Collected data:
----
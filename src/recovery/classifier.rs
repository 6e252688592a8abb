//! Error classifier
//!
//! Maps raw failure messages to the typed taxonomy by scanning an
//! ordered rule table of case-insensitive regexes; first match wins.
//! Unmatched messages classify as UNKNOWN and are not retried.

use crate::errors::{Result, ToolError};
use crate::recovery::fallback::FallbackPlanner;
use crate::recovery::types::{
    ClassifierRule, ErrorPattern, ErrorType, FallbackSuggestion, RuleSet,
};
use regex::RegexBuilder;
use serde_json::{Map, Value};

/// Error classifier with a compiled rule table
pub struct ErrorClassifier {
    /// Rule table version, carried through for drift tracking
    version: String,

    /// Compiled rules in priority order
    rules: Vec<(regex::Regex, ClassifierRule)>,

    /// Fallback adjacency planner
    planner: FallbackPlanner,
}

impl ErrorClassifier {
    /// Create a classifier from the built-in rule table
    pub fn new() -> Self {
        // Built-in rules always compile; unwrap is safe here
        Self::with_rules(default_rules()).expect("built-in rule table must compile")
    }

    /// Create a classifier from a caller-supplied rule table
    pub fn with_rules(rule_set: RuleSet) -> Result<Self> {
        let mut rules = Vec::with_capacity(rule_set.rules.len());

        for rule in rule_set.rules {
            let regex = RegexBuilder::new(&rule.pattern)
                .case_insensitive(true)
                .build()
                .map_err(|e| {
                    ToolError::ConfigError(format!(
                        "Invalid classifier pattern '{}': {}",
                        rule.pattern, e
                    ))
                })?;
            rules.push((regex, rule));
        }

        Ok(Self {
            version: rule_set.version,
            rules,
            planner: FallbackPlanner::new(),
        })
    }

    /// Rule table version
    pub fn version(&self) -> &str {
        &self.version
    }

    /// Classify a raw failure message
    ///
    /// Scans the rule table in order; the first matching rule decides
    /// the category, retryability, and suggested action.
    pub fn classify(&self, message: &str) -> ErrorPattern {
        for (regex, rule) in &self.rules {
            if regex.is_match(message) {
                return ErrorPattern {
                    error_type: rule.error_type,
                    matched: message.to_string(),
                    message: rule.message.clone(),
                    suggestion: rule.suggestion.clone(),
                    can_retry: rule.can_retry,
                    fallback_tools: rule.fallback_tools.clone(),
                };
            }
        }

        ErrorPattern {
            error_type: ErrorType::Unknown,
            matched: message.to_string(),
            message: "Unrecognized failure".to_string(),
            suggestion: "Inspect the raw error and adjust the arguments or tool choice"
                .to_string(),
            can_retry: false,
            fallback_tools: Vec::new(),
        }
    }

    /// Ordered fallback suggestions for a failed tool call
    ///
    /// Drawn from the static adjacency table, with arguments adapted
    /// from the failed call.
    pub fn get_fallback_suggestions(
        &self,
        tool_name: &str,
        arguments: &Map<String, Value>,
    ) -> Vec<FallbackSuggestion> {
        self.planner.suggestions(tool_name, arguments)
    }
}

impl Default for ErrorClassifier {
    fn default() -> Self {
        Self::new()
    }
}

/// Built-in classification rule table
///
/// Ordering matters: specific wordings (rate limits, not-found) sit
/// above the broad catch-alls for their transport.
pub fn default_rules() -> RuleSet {
    let rule = |pattern: &str,
                error_type: ErrorType,
                message: &str,
                suggestion: &str,
                can_retry: bool,
                fallback_tools: &[&str]| ClassifierRule {
        pattern: pattern.to_string(),
        error_type,
        message: message.to_string(),
        suggestion: suggestion.to_string(),
        can_retry,
        fallback_tools: fallback_tools.iter().map(|s| s.to_string()).collect(),
    };

    RuleSet {
        version: "builtin-1".to_string(),
        rules: vec![
            rule(
                r"timed out|timeout|deadline exceeded",
                ErrorType::Timeout,
                "The operation exceeded its time limit",
                "Retry with a longer timeout or a smaller request",
                true,
                &[],
            ),
            rule(
                r"rate limit|too many requests|\b429\b",
                ErrorType::RateLimit,
                "The upstream service is throttling requests",
                "Wait before retrying and reduce request frequency",
                true,
                &[],
            ),
            rule(
                r"connection refused|connection reset|network|unreachable|dns|broken pipe|connection closed",
                ErrorType::Network,
                "A network-level failure interrupted the call",
                "Check connectivity and retry",
                true,
                &[],
            ),
            rule(
                r"permission denied|access denied|forbidden|unauthorized|\b401\b|\b403\b",
                ErrorType::Permission,
                "Access to the target was denied",
                "Check credentials or choose a target you are allowed to access",
                false,
                &[],
            ),
            rule(
                r"not found|no such file|does not exist|\b404\b",
                ErrorType::Resource,
                "The requested resource does not exist",
                "Verify the name or path; listing the containing directory can help",
                false,
                &["list_dir"],
            ),
            rule(
                r"division by zero|divide by zero",
                ErrorType::Validation,
                "The expression divides by zero",
                "Fix the expression operands and call again",
                false,
                &[],
            ),
            rule(
                r"invalid|malformed|bad request|parse error|validation",
                ErrorType::Validation,
                "The input was rejected as invalid",
                "Fix the arguments; invalid input is never retried",
                false,
                &[],
            ),
        ],
    }
}

#[cfg(test)]
mod tests {
    use super::*;
    use serde_json::json;

    // One fixture per known upstream wording, so a silent
    // misclassification shows up as a test failure rather than a
    // changed retry decision in production.
    #[test]
    fn test_known_upstream_messages() {
        let classifier = ErrorClassifier::new();

        let fixtures: Vec<(&str, ErrorType, bool)> = vec![
            ("Operation timed out after 30000ms", ErrorType::Timeout, true),
            ("deadline exceeded while awaiting response", ErrorType::Timeout, true),
            ("429 Too Many Requests", ErrorType::RateLimit, true),
            ("rate limit exceeded, retry after 60s", ErrorType::RateLimit, true),
            ("connection refused (os error 111)", ErrorType::Network, true),
            ("dns error: failed to lookup address", ErrorType::Network, true),
            ("Connection reset by peer", ErrorType::Network, true),
            ("Permission denied (os error 13)", ErrorType::Permission, false),
            ("HTTP 403 Forbidden", ErrorType::Permission, false),
            ("401 Unauthorized", ErrorType::Permission, false),
            ("No such file or directory", ErrorType::Resource, false),
            ("File not found: notes.txt", ErrorType::Resource, false),
            ("HTTP 404 Not Found", ErrorType::Resource, false),
            ("division by zero in '1/0'", ErrorType::Validation, false),
            ("invalid expression: unexpected token", ErrorType::Validation, false),
            ("malformed JSON payload", ErrorType::Validation, false),
        ];

        for (message, expected_type, expected_retry) in fixtures {
            let pattern = classifier.classify(message);
            assert_eq!(pattern.error_type, expected_type, "message: {}", message);
            assert_eq!(pattern.can_retry, expected_retry, "message: {}", message);
        }
    }

    #[test]
    fn test_unmatched_is_unknown_not_retryable() {
        let classifier = ErrorClassifier::new();
        let pattern = classifier.classify("segmentation fault (core dumped)");

        assert_eq!(pattern.error_type, ErrorType::Unknown);
        assert!(!pattern.can_retry);
        assert!(!pattern.suggestion.is_empty());
    }

    #[test]
    fn test_classification_is_case_insensitive() {
        let classifier = ErrorClassifier::new();

        assert_eq!(
            classifier.classify("CONNECTION REFUSED").error_type,
            ErrorType::Network
        );
        assert_eq!(
            classifier.classify("Not Found").error_type,
            ErrorType::Resource
        );
    }

    #[test]
    fn test_first_match_wins() {
        // "timed out" sits above the network rule, so a message with
        // both wordings classifies as a timeout.
        let classifier = ErrorClassifier::new();
        let pattern = classifier.classify("network request timed out");
        assert_eq!(pattern.error_type, ErrorType::Timeout);
    }

    #[test]
    fn test_not_found_carries_fallback() {
        let classifier = ErrorClassifier::new();
        let pattern = classifier.classify("File not found: a.txt");
        assert!(pattern.fallback_tools.contains(&"list_dir".to_string()));
    }

    #[test]
    fn test_custom_rule_table() {
        let rules = RuleSet {
            version: "custom-1".to_string(),
            rules: vec![ClassifierRule {
                pattern: "quota exhausted".to_string(),
                error_type: ErrorType::RateLimit,
                message: "Daily quota used up".to_string(),
                suggestion: "Wait until the quota resets".to_string(),
                can_retry: true,
                fallback_tools: vec![],
            }],
        };

        let classifier = ErrorClassifier::with_rules(rules).unwrap();
        assert_eq!(classifier.version(), "custom-1");

        let pattern = classifier.classify("request failed: quota exhausted");
        assert_eq!(pattern.error_type, ErrorType::RateLimit);

        // Messages the builtin table would match are unknown here
        let pattern = classifier.classify("connection refused");
        assert_eq!(pattern.error_type, ErrorType::Unknown);
    }

    #[test]
    fn test_invalid_pattern_is_config_error() {
        let rules = RuleSet {
            version: "bad".to_string(),
            rules: vec![ClassifierRule {
                pattern: "([unclosed".to_string(),
                error_type: ErrorType::Unknown,
                message: String::new(),
                suggestion: String::new(),
                can_retry: false,
                fallback_tools: vec![],
            }],
        };

        assert!(ErrorClassifier::with_rules(rules).is_err());
    }

    #[test]
    fn test_fallback_suggestions_delegate() {
        let classifier = ErrorClassifier::new();
        let mut args = Map::new();
        args.insert("query".to_string(), json!("rust retry backoff"));

        let suggestions = classifier.get_fallback_suggestions("web_search", &args);
        assert!(!suggestions.is_empty());
        assert_eq!(suggestions[0].tool_name, "http_request");
    }
}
----
Task objective:
Which lines run from the one containing "are unknown here" to the end of the data? Output them exactly, with nothing added.

Written solution:
        // Messages the builtin table would match are unknown here
        let pattern = classifier.classify("connection refused");
        assert_eq!(pattern.error_type, ErrorType::Unknown);
    }

    #[test]
    fn test_invalid_pattern_is_config_error() {
        let rules = RuleSet {
            version: "bad".to_string(),
            rules: vec![ClassifierRule {
                pattern: "([unclosed".to_string(),
                error_type: ErrorType::Unknown,
                message: String::new(),
                suggestion: String::new(),
                can_retry: false,
                fallback_tools: vec![],
            }],
        };

        assert!(ErrorClassifier::with_rules(rules).is_err());
    }

    #[test]
    fn test_fallback_suggestions_delegate() {
        let classifier = ErrorClassifier::new();
        let mut args = Map::new();
        args.insert("query".to_string(), json!("rust retry backoff"));

        let suggestions = classifier.get_fallback_suggestions("web_search", &args);
        assert!(!suggestions.is_empty());
        assert_eq!(suggestions[0].tool_name, "http_request");
    }
}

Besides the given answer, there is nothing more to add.